Authors: Caroline Lockhart
"Taught? You mean," wonderingly, "that somebodylearnt you to ride horseback?"
Wallie smiled patronizingly:
"How else would I know?"
"I was jest throwed on a horse and told to stay there."
"Which accounts for the fact that you Western riders have no 'form,' if you'll excuse my frankness."
"Don't mention it," replied Pinkey, not to be outdone in politeness. "Maybe, before I go, you'll give me some p'inters?"
"I shall be most happy," Wallie responded, putting his foot in the stirrup.
He mounted creditably and settled himself in the saddle.
"Thumb him," said Miss Spenceley, "and we'll soon settle the argument."
"How-thumb him? The term is not familiar."
"Show him, Pinkey." Her eyes were sparkling, for Wallie's tone implied that the expression was slang and also rather vulgar.
"He'll unload his pack as shore as shootin'." Pinkey hesitated.
"No time like the present to learn a lesson," she replied, ambiguously.
"Certainly-if there's anything you can teach me," Wallie's smile said as plain as words that he doubted it. "Mr. Fripp-er-'thumb' him."
"You're the doctor," said Pinkey, grimly, and "thumbed" him.
The effect was instantaneous. The old horse ducked his head, arched his back, and went at it.
It was over in less time than it requires to tell and Wallie was convinced beyond the question of a doubt that the horse had not been bred in Kentucky. As he described an aerial circle Wallie had a whimsical notion that his teeth had bitten into his brain and his spine was projected through the crown of his derby hat. Darkness and oblivion came upon him for a moment, and then he found himself being lifted tenderly from a bed of petunias and dusted off by the groom from the Riding Academy.

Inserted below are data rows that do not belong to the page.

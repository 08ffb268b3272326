// SPDX-License-Identifier: BUSL-1.1
// Copyright (c) 2026 Alfred Jean LLC

use super::*;
use mx_core::{EventKind, FakeClock};
use serde_json::json;

fn store() -> (tempfile::TempDir, Store<FakeClock>) {
    let dir = tempfile::tempdir().expect("tempdir");
    let store = Store::open_with_clock(dir.path().join("wal.log"), FakeClock::new()).expect("open");
    (dir, store)
}

#[test]
fn script_immutability_same_body_is_idempotent() {
    let (_dir, store) = store();
    let id1 = store.add_script("ctd-cast", "1", "body-a").expect("first upload");
    let id2 = store.add_script("ctd-cast", "1", "body-a").expect("re-upload same body");
    assert_eq!(id1, id2);
}

#[test]
fn script_immutability_different_body_is_rejected() {
    let (_dir, store) = store();
    store.add_script("ctd-cast", "1", "body-a").expect("first upload");
    let err = store.add_script("ctd-cast", "1", "body-b").unwrap_err();
    assert!(matches!(err, StoreError::DuplicateScript { .. }));
}

#[test]
fn set_current_script_requires_known_id() {
    let (_dir, store) = store();
    store.create_or_get_mission("ctd-cast").expect("create");
    let err = store.set_current_script("ctd-cast", mx_core::ScriptId::new()).unwrap_err();
    assert!(matches!(err, StoreError::ScriptNotFound(_)));
}

#[test]
fn delete_archives_and_hides_from_default_listing() {
    let (_dir, store) = store();
    let id = store.add_script("ctd-cast", "1", "body").expect("upload");
    store.set_current_script("ctd-cast", id).expect("set");
    store.delete_mission("ctd-cast").expect("delete");

    assert!(store.list_missions(None).is_empty());
    let archived = store.list_archived();
    assert_eq!(archived.len(), 1);
    assert!(archived[0].script_id.is_none());
}

#[test]
fn activate_and_deactivate_flip_the_flag() {
    let (_dir, store) = store();
    store.create_or_get_mission("ctd-cast").expect("create");
    store.activate("ctd-cast").expect("activate");
    assert!(store.mission("ctd-cast").expect("lookup").active);
    store.deactivate("ctd-cast").expect("deactivate");
    assert!(!store.mission("ctd-cast").expect("lookup").active);
}

#[test]
fn run_event_log_grows_append_only_in_order() {
    let (_dir, store) = store();
    let script_id = store.add_script("ctd-cast", "1", "body").expect("upload");
    let run_id = store.create_run("ctd-cast", script_id).expect("create run");
    store.append_event(run_id, EventKind::Start, json!(null)).expect("start");
    store.append_event(run_id, EventKind::Step, json!({"sleep": 0.01})).expect("step");
    store.append_event(run_id, EventKind::Completion, json!(null)).expect("completion");

    let events = store.first_events(run_id, 10).expect("events");
    assert_eq!(events.len(), 3);
    assert_eq!(events[0].kind, EventKind::Start);
    assert_eq!(events[2].kind, EventKind::Completion);
}

#[test]
fn first_events_truncates_to_n() {
    let (_dir, store) = store();
    let script_id = store.add_script("ctd-cast", "1", "body").expect("upload");
    let run_id = store.create_run("ctd-cast", script_id).expect("create run");
    for _ in 0..15 {
        store.append_event(run_id, EventKind::Step, json!(null)).expect("step");
    }
    assert_eq!(store.first_events(run_id, 10).expect("events").len(), 10);
}

#[test]
fn reopening_the_store_replays_prior_state() {
    let dir = tempfile::tempdir().expect("tempdir");
    let path = dir.path().join("wal.log");
    let script_id;
    {
        let store = Store::open_with_clock(&path, FakeClock::new()).expect("open");
        script_id = store.add_script("ctd-cast", "1", "body").expect("upload");
        store.activate("ctd-cast").expect("activate");
    }
    let reopened = Store::open_with_clock(&path, FakeClock::new()).expect("reopen");
    let record = reopened.mission("ctd-cast").expect("lookup");
    assert!(record.active);
    assert_eq!(record.script_id, None);
    assert_eq!(reopened.script_body(script_id).expect("body"), "body");
}

#[test]
fn list_versions_orders_oldest_first() {
    let dir = tempfile::tempdir().expect("tempdir");
    let clock = FakeClock::new();
    let store = Store::open_with_clock(dir.path().join("wal.log"), clock.clone()).expect("open");
    store.add_script("ctd-cast", "1", "a").expect("v1");
    clock.advance(std::time::Duration::from_secs(1));
    store.add_script("ctd-cast", "2", "b").expect("v2");
    let versions = store.list_versions("ctd-cast");
    assert_eq!(versions.len(), 2);
    assert_eq!(versions[0].version, "1");
    assert_eq!(versions[1].version, "2");
}
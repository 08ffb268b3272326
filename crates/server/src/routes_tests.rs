// SPDX-License-Identifier: BUSL-1.1
// Copyright (c) 2026 Alfred Jean LLC

use super::*;
use axum::body::{to_bytes, Body};
use axum::http::{Request, StatusCode};
use mx_core::FakeClock;
use mx_engine::{Registry, Router as TriggerRouter, Scheduler};
use mx_executor::FakeInstrumentExecutor;
use serde_json::Value;
use std::time::Duration;
use tower::ServiceExt;

const CAST_YAML: &str = r#"
name: cast
desc: a cast
version: "1"
drivers: ["i1"]
schedule:
  run_date: "now"
blocks:
  - label: mission
    sequence:
      - sleep: 0.001
"#;

fn test_app() -> (tempfile::TempDir, Arc<AppState<FakeClock>>) {
    let dir = tempfile::tempdir().expect("tempdir");
    let clock = FakeClock::new();
    let store = Arc::new(mx_store::Store::open_with_clock(dir.path().join("wal.jsonl"), clock.clone()).expect("open store"));
    let executor = Arc::new(FakeInstrumentExecutor::new());
    let scheduler = Arc::new(Scheduler::with_clock(DEFAULT_CONCURRENCY_FOR_TESTS, clock));
    let router = Arc::new(TriggerRouter::new());
    let registry = Arc::new(Registry::new(store.clone(), executor, scheduler, router));
    (dir, Arc::new(AppState::new(registry, store)))
}

const DEFAULT_CONCURRENCY_FOR_TESTS: usize = 4;

async fn settle() {
    tokio::task::yield_now().await;
    tokio::time::sleep(Duration::from_millis(20)).await;
}

async fn body_json(response: axum::response::Response) -> Value {
    let bytes = to_bytes(response.into_body(), usize::MAX).await.expect("read body");
    serde_json::from_slice(&bytes).expect("valid JSON body")
}

#[tokio::test]
async fn healthz_reports_ok() {
    let (_dir, state) = test_app();
    let app = build_router(state);
    let response = app
        .oneshot(Request::builder().uri("/healthz").body(Body::empty()).expect("request"))
        .await
        .expect("response");
    assert_eq!(response.status(), StatusCode::OK);
    assert_eq!(body_json(response).await, serde_json::json!({"status": "ok"}));
}

#[tokio::test]
async fn missions_schema_reflects_the_mission_type() {
    let (_dir, state) = test_app();
    let app = build_router(state);
    let response = app
        .oneshot(Request::builder().uri("/missions/schema").body(Body::empty()).expect("request"))
        .await
        .expect("response");
    assert_eq!(response.status(), StatusCode::OK);
    let schema = body_json(response).await;
    assert!(schema.get("properties").is_some());
}

#[tokio::test]
async fn create_mission_then_fetch_full_projection() {
    let (_dir, state) = test_app();
    let app = build_router(state);

    let create = app
        .clone()
        .oneshot(Request::builder().method("POST").uri("/missions").body(Body::from(CAST_YAML)).expect("request"))
        .await
        .expect("response");
    assert_eq!(create.status(), StatusCode::OK);
    let created = body_json(create).await;
    assert_eq!(created["name"], "cast");
    assert_eq!(created["version"], "1");
    assert_eq!(created["script"], CAST_YAML);

    let get = app
        .clone()
        .oneshot(Request::builder().uri("/missions/cast").body(Body::empty()).expect("request"))
        .await
        .expect("response");
    assert_eq!(get.status(), StatusCode::OK);
    assert_eq!(body_json(get).await["id"], "cast");
}

#[tokio::test]
async fn duplicate_upload_with_different_body_is_rejected() {
    let (_dir, state) = test_app();
    let app = build_router(state);

    let first = app
        .clone()
        .oneshot(Request::builder().method("POST").uri("/missions").body(Body::from(CAST_YAML)).expect("request"))
        .await
        .expect("response");
    assert_eq!(first.status(), StatusCode::OK);

    let different = CAST_YAML.replace("0.001", "0.002");
    let second = app
        .oneshot(Request::builder().method("POST").uri("/missions").body(Body::from(different)).expect("request"))
        .await
        .expect("response");
    assert_eq!(second.status(), StatusCode::BAD_REQUEST);
}

#[tokio::test]
async fn activate_runs_the_mission_and_deactivates_when_one_shot() {
    let (_dir, state) = test_app();
    let app = build_router(state.clone());

    app.clone()
        .oneshot(Request::builder().method("POST").uri("/missions").body(Body::from(CAST_YAML)).expect("request"))
        .await
        .expect("create response");

    let activate = app
        .clone()
        .oneshot(Request::builder().uri("/missions/cast/activate").body(Body::empty()).expect("request"))
        .await
        .expect("response");
    assert_eq!(activate.status(), StatusCode::OK);

    state.registry.tick();
    settle().await;

    let get = app
        .oneshot(Request::builder().uri("/missions/cast").body(Body::empty()).expect("request"))
        .await
        .expect("response");
    let projection = body_json(get).await;
    assert_eq!(projection["active"], false);
    assert_eq!(projection["run_count"], 1);
    let events = projection["events"].as_array().expect("events array");
    let kinds: Vec<&str> = events.iter().map(|e| e[1].as_str().expect("kind string")).collect();
    assert_eq!(kinds, vec!["start", "lock", "step", "unlock", "completion"]);
}

#[tokio::test]
async fn unknown_mission_is_a_bad_request() {
    let (_dir, state) = test_app();
    let app = build_router(state);
    let response = app
        .oneshot(Request::builder().uri("/missions/nope").body(Body::empty()).expect("request"))
        .await
        .expect("response");
    assert_eq!(response.status(), StatusCode::BAD_REQUEST);
}

#[tokio::test]
async fn validate_endpoint_rejects_a_document_with_no_blocks() {
    let (_dir, state) = test_app();
    let app = build_router(state);
    let response = app
        .oneshot(
            Request::builder()
                .method("POST")
                .uri("/missions/validate")
                .body(Body::from("name: cast\nversion: \"1\"\n"))
                .expect("request"),
        )
        .await
        .expect("response");
    assert_eq!(response.status(), StatusCode::BAD_REQUEST);
}
// SPDX-License-Identifier: BUSL-1.1
// Copyright (c) 2026 Alfred Jean LLC

use super::*;

#[test]
fn star_matches_any_value() {
    assert!(CronField::Text("*".into()).matches(0));
    assert!(CronField::Text("*".into()).matches(59));
}

#[test]
fn step_expression_matches_multiples() {
    let field = CronField::Text("*/15".into());
    assert!(field.matches(0));
    assert!(field.matches(30));
    assert!(!field.matches(10));
}

#[test]
fn range_expression_matches_inclusive_bounds() {
    let field = CronField::Text("9-17".into());
    assert!(field.matches(9));
    assert!(field.matches(17));
    assert!(!field.matches(8));
}

#[test]
fn list_expression_matches_any_member() {
    let field = CronField::Text("1,3,5".into());
    assert!(field.matches(3));
    assert!(!field.matches(4));
}

#[test]
fn literal_number_matches_only_itself() {
    assert!(CronField::Number(5).matches(5));
    assert!(!CronField::Number(5).matches(6));
}

#[test]
fn decodes_minute_star_spec() {
    let spec: CronSpec = serde_yaml::from_str("minute: \"*\"").expect("decode");
    assert_eq!(spec.minute, Some(CronField::Text("*".into())));
}
// SPDX-License-Identifier: BUSL-1.1
// Copyright (c) 2026 Alfred Jean LLC

use super::*;
use crate::fake::FakeInstrumentExecutor;
use mx_mission::StepCommon;
use serde_json::Map;

#[tokio::test]
async fn get_state_routes_to_get_state_verb() {
    let fake = FakeInstrumentExecutor::new();
    fake.script_response(
        "i1",
        "get_state",
        Ok(InstrumentResponse { value: Some(serde_json::json!("STREAMING")), ..Default::default() }),
    );
    let step = Step::GetState { target: "i1".into(), common: StepCommon::default() };
    let result = dispatch(&fake, "m", &step).await.expect("dispatch ok").expect("some response");
    assert_eq!(result.value, Some(serde_json::json!("STREAMING")));
}

#[tokio::test]
async fn sleep_and_block_never_reach_the_executor() {
    let fake = FakeInstrumentExecutor::new();
    let sleep = Step::Sleep { seconds: 0.01, common: StepCommon::default() };
    let block = Step::Block { label: "capture".into(), common: StepCommon::default() };
    assert!(dispatch(&fake, "m", &sleep).await.expect("ok").is_none());
    assert!(dispatch(&fake, "m", &block).await.expect("ok").is_none());
    assert!(fake.calls().is_empty());
}

#[tokio::test]
async fn execute_carries_command_and_kwargs() {
    let fake = FakeInstrumentExecutor::new();
    let mut kwargs = Map::new();
    kwargs.insert("speed".into(), serde_json::json!(5));
    let step = Step::Execute { target: "i1".into(), command: "START".into(), kwargs, common: StepCommon::default() };
    dispatch(&fake, "m", &step).await.expect("ok");
    assert_eq!(fake.calls(), vec!["i1:execute".to_string()]);
}

#[tokio::test]
async fn empty_target_is_a_command_argument_error() {
    let fake = FakeInstrumentExecutor::new();
    let step = Step::GetState { target: "  ".into(), common: StepCommon::default() };
    let err = dispatch(&fake, "m", &step).await.unwrap_err();
    assert!(matches!(err, ExecutorError::CommandArgument { .. }));
    assert!(fake.calls().is_empty());
}

#[tokio::test]
async fn negative_timeout_is_a_command_argument_error() {
    let fake = FakeInstrumentExecutor::new();
    let common = StepCommon { timeout: Some(-1.0), ..Default::default() };
    let step = Step::Ping { target: "i1".into(), common };
    let err = dispatch(&fake, "m", &step).await.unwrap_err();
    assert!(matches!(err, ExecutorError::CommandArgument { .. }));
    assert!(fake.calls().is_empty());
}

#[tokio::test]
async fn empty_execute_command_is_a_command_argument_error() {
    let fake = FakeInstrumentExecutor::new();
    let step = Step::Execute { target: "i1".into(), command: "".into(), kwargs: Map::new(), common: StepCommon::default() };
    let err = dispatch(&fake, "m", &step).await.unwrap_err();
    assert!(matches!(err, ExecutorError::CommandArgument { .. }));
    assert!(fake.calls().is_empty());
}

#[tokio::test]
async fn empty_get_parameter_is_a_command_argument_error() {
    let fake = FakeInstrumentExecutor::new();
    let step = Step::Get { target: "i1".into(), parameter: "".into(), common: StepCommon::default() };
    let err = dispatch(&fake, "m", &step).await.unwrap_err();
    assert!(matches!(err, ExecutorError::CommandArgument { .. }));
    assert!(fake.calls().is_empty());
}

The ladies were screaming, but a swift glance showed Wallie not only Mr. Appel but Mr. Cone and Mr. Budlong with their hands over their mouths and their teeth gleaming between their spreading fingers.
"Coward!" he cried to Pinkey. "Youdon't dare get on him!"
"Can you ride him 'slick,' Pinkey?" asked Miss Spenceley.
"I'll do it er bust somethin'." Pinkey's mouth had a funny quirk at the corners. "Maybe it'll take the kinks out of me from travellin'."
He looked at Mr. Cone doubtfully: "I'm liable to rip up the sod in your front yard a little."
"Go to it!" cried Mr. Cone, whose sporting blood was up. "There's nothin' here that won't grow again. Ride him!"
Everybody was trembling, and when Miss Eyester looked at her lips they were white as alabaster, but she meant to see the riding, if she had one of her sinking spells immediately it was over.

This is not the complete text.